(Activity)
Filter the listing below, keeping every line that holds "Busy".

(Given records)
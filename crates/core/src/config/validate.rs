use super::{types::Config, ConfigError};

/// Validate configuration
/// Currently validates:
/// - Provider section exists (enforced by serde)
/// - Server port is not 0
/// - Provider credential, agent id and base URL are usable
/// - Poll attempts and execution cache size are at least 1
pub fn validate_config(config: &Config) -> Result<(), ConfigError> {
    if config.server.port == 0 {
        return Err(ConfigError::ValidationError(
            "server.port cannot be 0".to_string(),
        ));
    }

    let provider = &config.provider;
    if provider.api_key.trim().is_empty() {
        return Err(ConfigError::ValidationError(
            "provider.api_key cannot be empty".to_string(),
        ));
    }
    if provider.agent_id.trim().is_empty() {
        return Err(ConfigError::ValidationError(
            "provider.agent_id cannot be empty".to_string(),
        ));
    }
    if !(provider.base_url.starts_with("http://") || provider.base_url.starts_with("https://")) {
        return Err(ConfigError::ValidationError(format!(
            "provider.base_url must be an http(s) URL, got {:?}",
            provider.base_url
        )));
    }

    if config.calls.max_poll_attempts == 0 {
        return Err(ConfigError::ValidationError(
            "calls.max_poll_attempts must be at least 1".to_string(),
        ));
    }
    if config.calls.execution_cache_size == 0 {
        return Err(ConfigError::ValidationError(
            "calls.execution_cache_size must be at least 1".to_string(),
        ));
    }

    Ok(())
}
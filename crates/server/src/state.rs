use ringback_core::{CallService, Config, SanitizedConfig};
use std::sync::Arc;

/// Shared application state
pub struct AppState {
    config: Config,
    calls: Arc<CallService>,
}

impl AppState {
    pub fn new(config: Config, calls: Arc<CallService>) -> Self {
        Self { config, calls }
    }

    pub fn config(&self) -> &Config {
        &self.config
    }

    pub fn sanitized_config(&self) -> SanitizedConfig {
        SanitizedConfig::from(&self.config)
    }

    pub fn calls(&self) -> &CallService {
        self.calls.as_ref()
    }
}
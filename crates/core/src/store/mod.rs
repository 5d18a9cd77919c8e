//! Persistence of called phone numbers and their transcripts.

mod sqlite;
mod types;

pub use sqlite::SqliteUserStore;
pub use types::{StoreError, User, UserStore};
* * *
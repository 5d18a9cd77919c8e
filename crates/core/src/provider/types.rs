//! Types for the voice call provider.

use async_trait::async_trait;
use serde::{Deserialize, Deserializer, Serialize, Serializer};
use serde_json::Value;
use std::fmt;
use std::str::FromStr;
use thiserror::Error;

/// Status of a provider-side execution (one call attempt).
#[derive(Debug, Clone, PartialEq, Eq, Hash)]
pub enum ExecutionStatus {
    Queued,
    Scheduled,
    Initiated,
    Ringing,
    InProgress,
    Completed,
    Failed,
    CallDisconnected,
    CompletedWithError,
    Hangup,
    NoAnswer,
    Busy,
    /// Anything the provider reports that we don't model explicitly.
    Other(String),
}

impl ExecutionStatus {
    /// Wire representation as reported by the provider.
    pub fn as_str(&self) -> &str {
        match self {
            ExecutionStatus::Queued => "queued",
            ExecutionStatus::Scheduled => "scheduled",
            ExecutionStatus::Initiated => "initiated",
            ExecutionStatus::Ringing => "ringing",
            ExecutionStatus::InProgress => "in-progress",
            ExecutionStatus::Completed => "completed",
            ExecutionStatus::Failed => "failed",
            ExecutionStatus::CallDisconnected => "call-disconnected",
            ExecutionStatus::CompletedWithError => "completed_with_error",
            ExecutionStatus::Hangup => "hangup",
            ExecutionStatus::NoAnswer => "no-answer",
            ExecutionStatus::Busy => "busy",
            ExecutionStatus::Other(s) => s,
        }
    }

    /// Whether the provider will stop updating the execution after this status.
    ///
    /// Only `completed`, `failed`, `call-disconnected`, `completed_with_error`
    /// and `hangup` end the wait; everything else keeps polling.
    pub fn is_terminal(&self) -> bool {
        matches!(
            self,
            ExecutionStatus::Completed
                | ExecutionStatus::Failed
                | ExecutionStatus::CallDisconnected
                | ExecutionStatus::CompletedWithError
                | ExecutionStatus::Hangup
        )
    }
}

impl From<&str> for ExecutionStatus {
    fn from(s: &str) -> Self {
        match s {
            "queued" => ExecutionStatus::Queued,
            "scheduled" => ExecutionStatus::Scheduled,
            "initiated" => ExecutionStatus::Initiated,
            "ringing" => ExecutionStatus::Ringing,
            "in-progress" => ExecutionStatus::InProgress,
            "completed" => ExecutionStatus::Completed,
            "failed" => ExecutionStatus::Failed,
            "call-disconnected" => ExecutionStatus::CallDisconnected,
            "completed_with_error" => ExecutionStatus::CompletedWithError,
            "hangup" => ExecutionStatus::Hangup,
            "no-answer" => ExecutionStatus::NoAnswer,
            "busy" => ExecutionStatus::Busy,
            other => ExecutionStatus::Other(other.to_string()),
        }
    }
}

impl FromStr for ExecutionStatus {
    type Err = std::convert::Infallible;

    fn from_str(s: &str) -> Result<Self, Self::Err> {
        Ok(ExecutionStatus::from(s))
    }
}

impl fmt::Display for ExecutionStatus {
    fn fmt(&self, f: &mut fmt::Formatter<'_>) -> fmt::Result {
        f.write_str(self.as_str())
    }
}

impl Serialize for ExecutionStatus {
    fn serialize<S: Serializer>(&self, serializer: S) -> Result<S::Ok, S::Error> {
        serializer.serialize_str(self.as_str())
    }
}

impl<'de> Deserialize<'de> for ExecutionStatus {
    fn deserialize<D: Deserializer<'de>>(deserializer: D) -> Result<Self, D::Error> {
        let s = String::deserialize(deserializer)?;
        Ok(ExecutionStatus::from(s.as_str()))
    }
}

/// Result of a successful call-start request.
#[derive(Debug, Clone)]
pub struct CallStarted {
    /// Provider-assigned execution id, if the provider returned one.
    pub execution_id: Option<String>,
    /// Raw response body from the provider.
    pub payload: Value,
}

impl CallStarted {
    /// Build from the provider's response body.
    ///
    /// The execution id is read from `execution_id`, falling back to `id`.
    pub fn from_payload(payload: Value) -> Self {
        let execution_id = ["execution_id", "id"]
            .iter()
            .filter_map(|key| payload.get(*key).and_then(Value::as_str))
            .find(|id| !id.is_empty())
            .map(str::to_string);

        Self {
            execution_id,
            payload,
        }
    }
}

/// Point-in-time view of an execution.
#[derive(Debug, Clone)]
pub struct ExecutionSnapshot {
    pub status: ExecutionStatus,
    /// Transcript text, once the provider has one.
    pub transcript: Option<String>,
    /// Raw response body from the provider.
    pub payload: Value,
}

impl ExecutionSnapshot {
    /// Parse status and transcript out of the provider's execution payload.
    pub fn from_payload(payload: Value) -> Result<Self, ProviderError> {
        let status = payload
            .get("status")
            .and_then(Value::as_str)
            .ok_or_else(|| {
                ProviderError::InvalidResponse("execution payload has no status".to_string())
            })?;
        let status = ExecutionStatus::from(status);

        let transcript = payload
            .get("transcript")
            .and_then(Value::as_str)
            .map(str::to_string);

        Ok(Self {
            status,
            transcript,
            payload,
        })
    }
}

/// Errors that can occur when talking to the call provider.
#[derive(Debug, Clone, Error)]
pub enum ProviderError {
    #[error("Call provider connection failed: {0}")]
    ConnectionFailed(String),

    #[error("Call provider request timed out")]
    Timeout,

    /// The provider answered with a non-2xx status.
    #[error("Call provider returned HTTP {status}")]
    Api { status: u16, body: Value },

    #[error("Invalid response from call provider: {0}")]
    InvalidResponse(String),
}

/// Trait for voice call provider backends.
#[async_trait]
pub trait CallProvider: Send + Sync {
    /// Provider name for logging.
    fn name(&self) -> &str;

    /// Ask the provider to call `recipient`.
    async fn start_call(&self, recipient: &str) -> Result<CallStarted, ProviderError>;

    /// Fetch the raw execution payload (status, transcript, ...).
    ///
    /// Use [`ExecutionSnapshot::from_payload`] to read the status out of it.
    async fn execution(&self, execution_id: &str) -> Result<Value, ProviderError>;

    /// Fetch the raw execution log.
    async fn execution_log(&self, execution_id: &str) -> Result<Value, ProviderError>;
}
==
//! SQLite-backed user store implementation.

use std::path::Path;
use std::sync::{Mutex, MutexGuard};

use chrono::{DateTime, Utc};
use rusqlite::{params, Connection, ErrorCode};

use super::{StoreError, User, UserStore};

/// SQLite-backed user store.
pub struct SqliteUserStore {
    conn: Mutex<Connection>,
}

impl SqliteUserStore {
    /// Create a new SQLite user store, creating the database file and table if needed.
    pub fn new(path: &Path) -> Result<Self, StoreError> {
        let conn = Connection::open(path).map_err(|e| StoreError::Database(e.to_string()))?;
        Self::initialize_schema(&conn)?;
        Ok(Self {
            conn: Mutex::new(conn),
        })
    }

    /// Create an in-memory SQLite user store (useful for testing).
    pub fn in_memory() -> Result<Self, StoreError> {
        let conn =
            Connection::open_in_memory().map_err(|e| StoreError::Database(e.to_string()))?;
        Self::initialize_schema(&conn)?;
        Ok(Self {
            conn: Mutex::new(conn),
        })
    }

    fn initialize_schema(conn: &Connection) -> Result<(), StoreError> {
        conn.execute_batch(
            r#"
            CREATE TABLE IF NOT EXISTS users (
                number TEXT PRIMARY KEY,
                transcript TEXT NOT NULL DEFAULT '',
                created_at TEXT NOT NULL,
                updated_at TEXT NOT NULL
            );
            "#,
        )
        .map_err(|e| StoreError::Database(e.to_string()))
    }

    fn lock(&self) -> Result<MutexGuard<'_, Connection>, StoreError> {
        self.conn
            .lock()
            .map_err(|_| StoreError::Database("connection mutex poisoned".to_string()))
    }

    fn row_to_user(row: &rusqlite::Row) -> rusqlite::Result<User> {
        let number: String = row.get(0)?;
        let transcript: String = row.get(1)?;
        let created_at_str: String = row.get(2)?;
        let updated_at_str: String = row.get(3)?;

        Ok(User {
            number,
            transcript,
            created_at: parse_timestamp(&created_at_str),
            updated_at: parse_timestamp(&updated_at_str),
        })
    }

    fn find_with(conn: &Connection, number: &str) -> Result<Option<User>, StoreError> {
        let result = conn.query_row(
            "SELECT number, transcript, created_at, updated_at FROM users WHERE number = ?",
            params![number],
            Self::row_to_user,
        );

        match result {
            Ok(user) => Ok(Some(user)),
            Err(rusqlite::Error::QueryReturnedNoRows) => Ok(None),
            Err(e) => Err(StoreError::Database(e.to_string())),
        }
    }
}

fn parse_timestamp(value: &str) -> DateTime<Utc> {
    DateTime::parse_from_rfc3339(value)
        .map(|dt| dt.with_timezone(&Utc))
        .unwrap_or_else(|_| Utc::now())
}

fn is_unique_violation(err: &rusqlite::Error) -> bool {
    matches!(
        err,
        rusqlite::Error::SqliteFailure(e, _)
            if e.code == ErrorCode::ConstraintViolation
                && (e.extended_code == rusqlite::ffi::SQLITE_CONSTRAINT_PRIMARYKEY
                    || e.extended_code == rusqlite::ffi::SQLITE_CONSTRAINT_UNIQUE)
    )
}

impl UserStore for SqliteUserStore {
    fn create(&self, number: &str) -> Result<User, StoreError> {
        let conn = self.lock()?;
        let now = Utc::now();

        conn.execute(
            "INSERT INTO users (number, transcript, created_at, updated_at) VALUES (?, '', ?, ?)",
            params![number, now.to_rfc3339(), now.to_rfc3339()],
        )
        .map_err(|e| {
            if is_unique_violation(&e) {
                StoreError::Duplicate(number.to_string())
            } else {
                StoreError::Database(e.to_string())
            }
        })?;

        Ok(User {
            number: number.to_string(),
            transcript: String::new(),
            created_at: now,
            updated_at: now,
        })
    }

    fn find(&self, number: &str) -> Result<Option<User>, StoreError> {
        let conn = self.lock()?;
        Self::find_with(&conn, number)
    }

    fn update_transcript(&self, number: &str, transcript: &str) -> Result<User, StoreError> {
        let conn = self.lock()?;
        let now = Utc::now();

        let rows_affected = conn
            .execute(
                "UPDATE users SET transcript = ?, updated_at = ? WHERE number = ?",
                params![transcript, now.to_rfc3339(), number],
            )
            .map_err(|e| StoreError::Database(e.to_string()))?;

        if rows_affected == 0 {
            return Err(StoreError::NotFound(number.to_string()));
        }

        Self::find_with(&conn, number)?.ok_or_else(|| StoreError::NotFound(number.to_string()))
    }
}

(Answer space)
    Busy,
            ExecutionStatus::Busy => "busy",
            "busy" => ExecutionStatus::Busy,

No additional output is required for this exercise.